(Beginning of Material for this task)

//! Logging configuration and setup.

use tracing::Level;
use tracing_subscriber::{
    fmt, layer::SubscriberExt, util::SubscriberInitExt, EnvFilter,
};

/// Log output format.
#[derive(Debug, Clone, Copy, Default)]
pub enum LogFormat {
    /// Human-readable format.
    #[default]
    Pretty,
    /// Compact single-line format.
    Compact,
    /// JSON format for structured logging.
    Json,
}

/// Logging configuration.
#[derive(Debug, Clone)]
pub struct LogConfig {
    /// Log level.
    pub level: Level,
    /// Output format.
    pub format: LogFormat,
    /// Include source file location.
    pub include_location: bool,
    /// Custom filter string (e.g., "offkit_sw=debug,reqwest=warn").
    pub filter: Option<String>,
}

impl Default for LogConfig {
    fn default() -> Self {
        Self {
            level: Level::INFO,
            format: LogFormat::Pretty,
            include_location: false,
            filter: None,
        }
    }
}

impl LogConfig {
    /// Create a debug configuration.
    pub fn debug() -> Self {
        Self {
            level: Level::DEBUG,
            include_location: true,
            ..Default::default()
        }
    }

    /// Create a production configuration.
    pub fn production() -> Self {
        Self {
            level: Level::INFO,
            format: LogFormat::Json,
            ..Default::default()
        }
    }

    /// Set a custom filter.
    pub fn with_filter(mut self, filter: impl Into<String>) -> Self {
        self.filter = Some(filter.into());
        self
    }
}

/// Initialize logging with the given configuration.
pub fn init_logging(config: LogConfig) {
    let filter = if let Some(ref custom_filter) = config.filter {
        EnvFilter::try_new(custom_filter)
            .unwrap_or_else(|_| EnvFilter::new(format!("{}", config.level)))
    } else {
        EnvFilter::try_from_default_env()
            .unwrap_or_else(|_| EnvFilter::new(format!("{}", config.level)))
    };

    match config.format {
        LogFormat::Pretty => {
            let fmt_layer = fmt::layer()
                .with_target(true)
                .with_file(config.include_location)
                .with_line_number(config.include_location);

            tracing_subscriber::registry()
                .with(filter)
                .with(fmt_layer)
                .init();
        }
        LogFormat::Compact => {
            let fmt_layer = fmt::layer().compact().with_target(true);

            tracing_subscriber::registry()
                .with(filter)
                .with(fmt_layer)
                .init();
        }
        LogFormat::Json => {
            let fmt_layer = fmt::layer().json();

            tracing_subscriber::registry()
                .with(filter)
                .with(fmt_layer)
                .init();
        }
    }
}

(End of Material for this task)

#### Work instruction
Return the lines of the records that include the string "Pretty".

#### Solution to the problem
    Pretty,
            format: LogFormat::Pretty,
        LogFormat::Pretty => {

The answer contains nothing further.